Est-ce dans le même Esprit que se pose à l’Eglise la fameuse question du changement de la Constitution ? reconnait-on à l’Eglise Catholique qu’elle est toujours vraie et enseigne le vrai chemin de Dieu, qu’elle ne se laisse influencer par personne? Puisque, jusque là, aucune autre institution de la République comme le parlement, la présidence, le Conseil économique et social… et aucune autre institution religieuse comme l’Église protestante du Congo, l’Armé du Salut… ne se sont encore prononcées sur ce sujet. Et cela ne dérange personne. Les intentions mal honnêtes des interlocuteurs de Jésus ne sont-ils pas les nôtres ? Pour Jésus, c’est clair, ces gens ne cherchent pas une réponse à une question qui les préoccupe, et encore moins la vérité. Ce qui leur importe, c’est de prendre en faute Jésus. En posant cette question, ils tendent un piège à celui qui les gêne. Car d’une telle question, que pouvaient-ils attendre de Jésus? Une réponse au dilemme du “permis et du défendu” ?

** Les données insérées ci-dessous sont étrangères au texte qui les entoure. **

//! Secondary-index key codec for a table-oriented storage engine.
//!
//! Turns an index definition plus a row's field values into binary keys whose
//! unsigned byte order matches the semantic order of the indexed values, and
//! parses those keys back into structured [`index::IndexKey`] values for range
//! scans and equality lookups.
#![warn(unreachable_pub)]

pub mod error;
pub mod index;
pub mod model;
pub mod obs;
pub mod types;
pub mod value;

#[cfg(test)]
pub(crate) mod test_fixtures;

///
/// CONSTANTS
///

/// Maximum number of fields one index may declare.
///
/// Keeps composite keys and successor carry chains bounded.
pub const MAX_INDEX_FIELDS: usize = 16;

/// Default cap on the number of keys a single row may fan out into.
pub const DEFAULT_MAX_KEYS_PER_ROW: usize = 10_000;

///
/// Prelude
///
/// Domain vocabulary only; errors and codec entrypoints live in their modules.
///

pub mod prelude {
    pub use crate::{
        index::{IndexKey, IndexRange, ResolvedIndex},
        model::{
            FieldDef, FieldType, IndexConfig, IndexDef, IndexFieldSpec, IndexVersion,
            JsonScalarType, Row, RowValue, ScalarType, TableDef,
        },
        types::{Number, Timestamp},
        value::Value,
    };
}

Mais par sa réponse, Jésus entraîne les pharisiens dans la direction de la foi comme Isaïe envers Cyrus dans la 1ère lecture (Isaïe 45. 4). Il demande une simple pièce de monnaie, comme un billet de banque, mais attention, c’est tout un programme c’est tout comme une Constitution, en ce sens qu’elle contient toujours l’annonce d’une politique. Les rapports d’argent traduisent notre situation et les types de relation entre les hommes. L’argent, nous le savons tous, permet d’acheter un objet, d’occuper un logement, de recevoir le fruit de son travail, bref. Il sert aussi bien à couvrir le nécessaire qu’à accaparer une place et une domination. L’argent a le parfum de la domination ou du service, il sent la sueur et parfois même le sang. On dit même qu’il est le nerf de la guerre. Il est toujours plus que sa matérialité, et l’Evangile l’a bien compris : « l’argent est mauvais maître et bon serviteur », « Vous ne pouvez servir Dieu et l’argent » (Matthieu 6. 24).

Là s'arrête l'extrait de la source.